Freaky commented Sep 19, 2018

What on earth.

-> Creating 10000 pages (0 orphan), 0 sections, and processing 0 images
render_paginated...
template_name in 6.36s
build_paginator_context in 12.12ms
render_remplate in 1.36s
paginator.render_pager in 8.05s
built in 8.05s

It takes over 6 seconds just to work out what name the template should have?

@Freaky
Copy link
Contributor

Freaky commented Sep 19, 2018

Right. So. This bit.

        let template_name = match self.root {
            PaginationRoot::Section(s) => {
                context.insert("section", &s);
                s.get_template_name()
            }

from components/pagination/src/lib.rs. That context.insert("section", &s) bit, specifically. That serializes the current section using serde_json. The section with thousands and thousands of pages in it.

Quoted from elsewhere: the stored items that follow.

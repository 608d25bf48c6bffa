//! Integration tests using real HTTP requests.
//!
//! These tests are marked with `#[ignore]` by default because they require
//! network access and may be slow or flaky.
//!
//! Run with: `cargo test --test integration -- --ignored`

use std::sync::{Arc, Mutex};

use async_trait::async_trait;
use url::Url;

use gateport::{
    providers::ProviderId, GateError, MemoryBlobStore, Result, Settings, SettingsStore,
    SuggestionController, SuggestionView, RelayTransport,
};

/// Fetches suggestion targets directly instead of through a bare relay,
/// so live provider payloads can be exercised without standing one up.
struct DirectTransport {
    client: reqwest::Client,
}

impl DirectTransport {
    fn new() -> Self {
        Self {
            client: reqwest::Client::builder()
                .user_agent("Mozilla/5.0 (compatible; gateport/0.3)")
                .build()
                .expect("Failed to create HTTP client"),
        }
    }
}

#[async_trait]
impl RelayTransport for DirectTransport {
    async fn fetch(&self, target: &Url) -> Result<String> {
        let response = self.client.get(target.clone()).send().await?;
        Ok(response.text().await?)
    }
}

/// Prints what would be rendered, panel state included.
#[derive(Default)]
struct PrintingView {
    last: Mutex<Vec<String>>,
}

impl SuggestionView for PrintingView {
    fn render(&self, suggestions: &[String]) {
        println!("rendered {} suggestions:", suggestions.len());
        for (i, suggestion) in suggestions.iter().enumerate() {
            println!("  {}. {}", i + 1, suggestion);
        }
        *self.last.lock().unwrap() = suggestions.to_vec();
    }

    fn show(&self) {
        println!("panel shown");
    }

    fn hide(&self) {
        println!("panel hidden");
    }
}

/// Helper to run a live suggestion fetch against one provider.
async fn live_suggestions(id: ProviderId, query: &str) -> Vec<String> {
    let provider = id.provider();
    let transport = DirectTransport::new();
    let target = Url::parse(&provider.suggest_url(query)).expect("suggest URL parses");
    match transport.fetch(&target).await {
        Ok(payload) => {
            let values = provider.parse_suggestions(&payload);
            println!("{id:?} returned {} suggestions for '{query}'", values.len());
            for value in values.iter().take(3) {
                println!("  - {value}");
            }
            values
        }
        Err(e) => {
            println!("{id:?} fetch failed: {e}");
            Vec::new()
        }
    }
}

mod provider_live {
    use super::*;

    #[tokio::test]
    #[ignore]
    async fn test_duckduckgo_suggestions() {
        let values = live_suggestions(ProviderId::DuckDuckGo, "rust").await;
        assert!(!values.is_empty(), "DuckDuckGo should return suggestions");
    }

    #[tokio::test]
    #[ignore]
    async fn test_brave_suggestions() {
        let values = live_suggestions(ProviderId::Brave, "rust").await;
        assert!(!values.is_empty(), "Brave should return suggestions");
    }

    #[tokio::test]
    #[ignore]
    async fn test_bing_suggestions() {
        let values = live_suggestions(ProviderId::Bing, "rust").await;
        // Bing occasionally serves an empty shell to unrecognized
        // clients; just exercise the parse.
        println!("bing returned {} suggestions", values.len());
    }

    #[tokio::test]
    #[ignore]
    async fn test_yahoo_suggestions() {
        let values = live_suggestions(ProviderId::Yahoo, "rust").await;
        println!("yahoo returned {} suggestions", values.len());
    }

    #[tokio::test]
    #[ignore]
    async fn test_google_suggestions() {
        let values = live_suggestions(ProviderId::Google, "rust").await;
        println!("google returned {} suggestions", values.len());
    }
}

mod controller_live {
    use super::*;
    use gateport::{SuggestionUpdate, MAX_RENDERED, SETTINGS_KEY};
    use gateport::BlobStore;

    #[tokio::test]
    #[ignore]
    async fn test_end_to_end_suggestion_update() {
        let blob_store = Arc::new(MemoryBlobStore::new());
        let settings = Settings {
            search_engine: ProviderId::DuckDuckGo,
            ..Default::default()
        };
        blob_store.set(SETTINGS_KEY, &serde_json::to_string(&settings).unwrap());

        let view = Arc::new(PrintingView::default());
        let controller = SuggestionController::new(
            SettingsStore::new(blob_store),
            Arc::new(DirectTransport::new()),
            view.clone(),
        );

        let update = controller.update("rust").await;
        match update {
            SuggestionUpdate::Rendered(count) => {
                assert!(count <= MAX_RENDERED);
                assert_eq!(view.last.lock().unwrap().len(), count);
            }
            other => panic!("expected a render, got {other:?}"),
        }
    }

    #[tokio::test]
    #[ignore]
    async fn test_transport_error_is_swallowed() {
        let blob_store = Arc::new(MemoryBlobStore::new());
        let view = Arc::new(PrintingView::default());
        // An unroutable relay endpoint: every fetch fails, none of them
        // surface.
        let controller = SuggestionController::new(
            SettingsStore::new(blob_store),
            Arc::new(gateport::RelayClient::new("http://127.0.0.1:1/bare/")),
            view,
        );
        let update = controller.update("rust").await;
        assert_eq!(update, SuggestionUpdate::Ignored);
    }
}

#[test]
fn test_error_converts_from_reqwest() {
    // Compile-time check that transports can use `?` on reqwest calls.
    fn _adapt(e: reqwest::Error) -> GateError {
        e.into()
    }
}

If I comment that one line out, huge-blog builds in 39 seconds and peaks at 3.9GB instead of 24.

@Keats
Copy link
Collaborator Author

Keats commented Sep 19, 2018

I somehow missed that line yesterday 😱
The section is only there for the metadata so we don't need to have the pages at all in it, i'll make Section::clone_without_page to handle that

@Keats
Copy link
Collaborator Author

Keats commented Sep 19, 2018

After doing that (6903975), big-blog goes from 44s to 2.9s. huge-blog goes from crashing my computer to 43s. A good 10-15x improvement but the odd thing is that your computer with tons of cores is only barely faster than my 5 years old laptop with a dual core.

@Keats
Copy link
Collaborator Author

Keats commented Sep 19, 2018

Looking at https://forestry.io/blog/hugo-vs-jekyll-benchmark/ it still seems Gutenberg is about 5-10x slower than Hugo but it is at least in the same ballpark now.

@Freaky
Copy link
Contributor

Freaky commented Sep 19, 2018

There's a lot of noise, but this flame graph looks... interesting.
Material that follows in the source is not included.